(Activity):
Every line of the data is to be transcribed as it stands.

─── Materials provided ───

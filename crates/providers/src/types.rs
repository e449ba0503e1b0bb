use serde::{Deserialize, Serialize};
use std::time::Duration;

pub const DEFAULT_MAX_TOKENS: u32 = 8192;
pub const DEFAULT_TEMPERATURE: f32 = 0.7;
pub const DEFAULT_TIMEOUT: Duration = Duration::from_secs(120);

#[derive(Debug, Clone, PartialEq)]
pub struct SendOptions {
    pub model: String,
    pub max_tokens: u32,
    pub temperature: f32,
    pub timeout: Duration,
}

impl SendOptions {
    pub fn new(model: impl Into<String>) -> Self {
        Self {
            model: model.into(),
            max_tokens: DEFAULT_MAX_TOKENS,
            temperature: DEFAULT_TEMPERATURE,
            timeout: DEFAULT_TIMEOUT,
        }
    }

    pub fn with_max_tokens(mut self, max_tokens: u32) -> Self {
        self.max_tokens = max_tokens;
        self
    }

    pub fn with_temperature(mut self, temperature: f32) -> Self {
        self.temperature = temperature;
        self
    }

    pub fn with_timeout(mut self, timeout: Duration) -> Self {
        self.timeout = timeout;
        self
    }
}

#[derive(Debug, Clone, PartialEq)]
pub struct CompletionRequest {
    pub system_prompt: String,
    pub prompt: String,
    pub options: SendOptions,
}

impl CompletionRequest {
    pub fn new(
        system_prompt: impl Into<String>,
        prompt: impl Into<String>,
        options: SendOptions,
    ) -> Self {
        Self {
            system_prompt: system_prompt.into(),
            prompt: prompt.into(),
            options,
        }
    }

    /// Rough token count at ~4 characters per token, used when a call
    /// fails before the provider reports usage.
    pub fn estimated_input_tokens(&self) -> u64 {
        let chars = self.system_prompt.chars().count() + self.prompt.chars().count();
        (chars as u64).div_ceil(4)
    }
}

#[derive(Debug, Clone, Copy, Serialize, Deserialize, PartialEq, Eq, Default)]
pub struct TokenUsage {
    pub input_tokens: u64,
    pub output_tokens: u64,
}

impl TokenUsage {
    pub fn total(&self) -> u64 {
        self.input_tokens + self.output_tokens
    }
}

#[derive(Debug, Clone, PartialEq)]
pub struct Completion {
    pub text: String,
    pub usage: TokenUsage,
    pub model: String,
}

/// Role in a chat message
#[derive(Debug, Clone, Copy, PartialEq, Eq, Serialize, Deserialize)]
#[serde(rename_all = "lowercase")]
pub enum Role {
    System,
    User,
    Assistant,
}

#[derive(Debug, Clone, Serialize, Deserialize)]
pub struct ChatMessage {
    pub role: Role,
    pub content: String,
}

impl ChatMessage {
    pub fn system(content: impl Into<String>) -> Self {
        Self {
            role: Role::System,
            content: content.into(),
        }
    }

    pub fn user(content: impl Into<String>) -> Self {
        Self {
            role: Role::User,
            content: content.into(),
        }
    }
}
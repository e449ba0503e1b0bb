//! Landing page pipeline: agents, retry contract, stage graph and auto-fix loop.

pub mod agents;
pub mod autofix;
pub mod budget;
pub mod config;
pub mod error;
pub mod pipeline;
pub mod retry;
pub mod runner;
pub mod stage;

pub use agents::{agent_for, Agent, AgentError, AgentInput};
pub use autofix::{AutoFixLoop, AutoFixState, AutoFixStep};
pub use budget::{Budget, BudgetBreach};
pub use config::{AgentModel, AutoFixConfig, BudgetConfig, ModelsConfig, PipelineConfig};
pub use error::{OrchestratorError, PipelineFailure, Result};
pub use pipeline::{default_stages, Orchestrator, RefinementOutcome, VariantOutcome};
pub use retry::{RetryDecision, RetryPolicy, RetryState};
pub use runner::{
    AgentFailure, AgentFailureKind, AgentResult, AgentRunner, AgentSuccess, SharedLedger,
};
pub use stage::{merge_creative_brief, MergeFn, StageSpec, StageStep};
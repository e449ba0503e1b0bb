use sitesmith_core::{AgentKind, CoreError, RunContext, StageName};
use thiserror::Error;

use crate::budget::BudgetBreach;
use crate::runner::AgentFailureKind;

#[derive(Debug, Error, Clone, PartialEq)]
pub enum OrchestratorError {
    #[error("Stage {stage} failed: {agent} gave up after {attempts} attempt(s): {message}")]
    StageFailed {
        stage: StageName,
        agent: AgentKind,
        kind: AgentFailureKind,
        attempts: u32,
        message: String,
    },

    #[error("Budget exceeded at stage {stage}: {breach}")]
    BudgetExceeded {
        stage: StageName,
        breach: BudgetBreach,
    },

    #[error("{agent} failed after {attempts} attempt(s): {message}")]
    AgentFailed {
        agent: AgentKind,
        kind: AgentFailureKind,
        attempts: u32,
        message: String,
    },

    #[error("Merge failed in stage {stage}: {reason}")]
    MergeFailed { stage: StageName, reason: String },

    #[error("Invalid configuration: {0}")]
    InvalidConfig(String),

    #[error("Run context error: {0}")]
    Context(#[from] CoreError),
}

impl OrchestratorError {
    pub fn stage_failed(
        stage: StageName,
        agent: AgentKind,
        kind: AgentFailureKind,
        attempts: u32,
        message: impl Into<String>,
    ) -> Self {
        Self::StageFailed {
            stage,
            agent,
            kind,
            attempts,
            message: message.into(),
        }
    }
}

pub type Result<T> = std::result::Result<T, OrchestratorError>;

/// A run that aborted. The context is terminal (`failed`) and keeps every
/// artifact and ledger entry produced before the abort.
#[derive(Debug, Error)]
#[error("{error}")]
pub struct PipelineFailure {
    pub error: OrchestratorError,
    pub context: Box<RunContext>,
}

impl PipelineFailure {
    pub fn total_cost_usd(&self) -> f64 {
        self.context.total_cost_usd()
    }
}
mod project;
mod version;

pub use project::*;
pub use version::*;

use chrono::{DateTime, TimeZone, Utc};

pub fn timestamp_to_datetime(ts: i64) -> DateTime<Utc> {
    Utc.timestamp_millis_opt(ts).single().unwrap_or_default()
}

pub fn datetime_to_timestamp(dt: DateTime<Utc>) -> i64 {
    dt.timestamp_millis()
}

───

(Solution to the problem):
filename crates/providers/src/types.rs
repository e449ba0503e1b0bb
use serde::{Deserialize, Serialize};
use std::time::Duration;

pub const DEFAULT_MAX_TOKENS: u32 = 8192;
pub const DEFAULT_TEMPERATURE: f32 = 0.7;
pub const DEFAULT_TIMEOUT: Duration = Duration::from_secs(120);

#[derive(Debug, Clone, PartialEq)]
pub struct SendOptions {
    pub model: String,
    pub max_tokens: u32,
    pub temperature: f32,
    pub timeout: Duration,
}

impl SendOptions {
    pub fn new(model: impl Into<String>) -> Self {
        Self {
            model: model.into(),
            max_tokens: DEFAULT_MAX_TOKENS,
            temperature: DEFAULT_TEMPERATURE,
            timeout: DEFAULT_TIMEOUT,
        }
    }

    pub fn with_max_tokens(mut self, max_tokens: u32) -> Self {
        self.max_tokens = max_tokens;
        self
    }

    pub fn with_temperature(mut self, temperature: f32) -> Self {
        self.temperature = temperature;
        self
    }

    pub fn with_timeout(mut self, timeout: Duration) -> Self {
        self.timeout = timeout;
        self
    }
}

#[derive(Debug, Clone, PartialEq)]
pub struct CompletionRequest {
    pub system_prompt: String,
    pub prompt: String,
    pub options: SendOptions,
}

impl CompletionRequest {
    pub fn new(
        system_prompt: impl Into<String>,
        prompt: impl Into<String>,
        options: SendOptions,
    ) -> Self {
        Self {
            system_prompt: system_prompt.into(),
            prompt: prompt.into(),
            options,
        }
    }

    /// Rough token count at ~4 characters per token, used when a call
    /// fails before the provider reports usage.
    pub fn estimated_input_tokens(&self) -> u64 {
        let chars = self.system_prompt.chars().count() + self.prompt.chars().count();
        (chars as u64).div_ceil(4)
    }
}

#[derive(Debug, Clone, Copy, Serialize, Deserialize, PartialEq, Eq, Default)]
pub struct TokenUsage {
    pub input_tokens: u64,
    pub output_tokens: u64,
}

impl TokenUsage {
    pub fn total(&self) -> u64 {
        self.input_tokens + self.output_tokens
    }
}

#[derive(Debug, Clone, PartialEq)]
pub struct Completion {
    pub text: String,
    pub usage: TokenUsage,
    pub model: String,
}

/// Role in a chat message
#[derive(Debug, Clone, Copy, PartialEq, Eq, Serialize, Deserialize)]
#[serde(rename_all = "lowercase")]
pub enum Role {
    System,
    User,
    Assistant,
}

#[derive(Debug, Clone, Serialize, Deserialize)]
pub struct ChatMessage {
    pub role: Role,
    pub content: String,
}

impl ChatMessage {
    pub fn system(content: impl Into<String>) -> Self {
        Self {
            role: Role::System,
            content: content.into(),
        }
    }

    pub fn user(content: impl Into<String>) -> Self {
        Self {
            role: Role::User,
            content: content.into(),
        }
    }
}
repository e449ba0503e1b0bb
//! Landing page pipeline: agents, retry contract, stage graph and auto-fix loop.

pub mod agents;
pub mod autofix;
pub mod budget;
pub mod config;
pub mod error;
pub mod pipeline;
pub mod retry;
pub mod runner;
pub mod stage;

pub use agents::{agent_for, Agent, AgentError, AgentInput};
pub use autofix::{AutoFixLoop, AutoFixState, AutoFixStep};
pub use budget::{Budget, BudgetBreach};
pub use config::{AgentModel, AutoFixConfig, BudgetConfig, ModelsConfig, PipelineConfig};
pub use error::{OrchestratorError, PipelineFailure, Result};
pub use pipeline::{default_stages, Orchestrator, RefinementOutcome, VariantOutcome};
pub use retry::{RetryDecision, RetryPolicy, RetryState};
pub use runner::{
    AgentFailure, AgentFailureKind, AgentResult, AgentRunner, AgentSuccess, SharedLedger,
};
pub use stage::{merge_creative_brief, MergeFn, StageSpec, StageStep};
repository e449ba0503e1b0bb
use sitesmith_core::{AgentKind, CoreError, RunContext, StageName};
use thiserror::Error;

use crate::budget::BudgetBreach;
use crate::runner::AgentFailureKind;

#[derive(Debug, Error, Clone, PartialEq)]
pub enum OrchestratorError {
    #[error("Stage {stage} failed: {agent} gave up after {attempts} attempt(s): {message}")]
    StageFailed {
        stage: StageName,
        agent: AgentKind,
        kind: AgentFailureKind,
        attempts: u32,
        message: String,
    },

    #[error("Budget exceeded at stage {stage}: {breach}")]
    BudgetExceeded {
        stage: StageName,
        breach: BudgetBreach,
    },

    #[error("{agent} failed after {attempts} attempt(s): {message}")]
    AgentFailed {
        agent: AgentKind,
        kind: AgentFailureKind,
        attempts: u32,
        message: String,
    },

    #[error("Merge failed in stage {stage}: {reason}")]
    MergeFailed { stage: StageName, reason: String },

    #[error("Invalid configuration: {0}")]
    InvalidConfig(String),

    #[error("Run context error: {0}")]
    Context(#[from] CoreError),
}

impl OrchestratorError {
    pub fn stage_failed(
        stage: StageName,
        agent: AgentKind,
        kind: AgentFailureKind,
        attempts: u32,
        message: impl Into<String>,
    ) -> Self {
        Self::StageFailed {
            stage,
            agent,
            kind,
            attempts,
            message: message.into(),
        }
    }
}

pub type Result<T> = std::result::Result<T, OrchestratorError>;

/// A run that aborted. The context is terminal (`failed`) and keeps every
/// artifact and ledger entry produced before the abort.
#[derive(Debug, Error)]
#[error("{error}")]
pub struct PipelineFailure {
    pub error: OrchestratorError,
    pub context: Box<RunContext>,
}

impl PipelineFailure {
    pub fn total_cost_usd(&self) -> f64 {
        self.context.total_cost_usd()
    }
}
mod project;
mod version;

pub use project::*;
pub use version::*;

use chrono::{DateTime, TimeZone, Utc};

pub fn timestamp_to_datetime(ts: i64) -> DateTime<Utc> {
    Utc.timestamp_millis_opt(ts).single().unwrap_or_default()
}

pub fn datetime_to_timestamp(dt: DateTime<Utc>) -> i64 {
    dt.timestamp_millis()
}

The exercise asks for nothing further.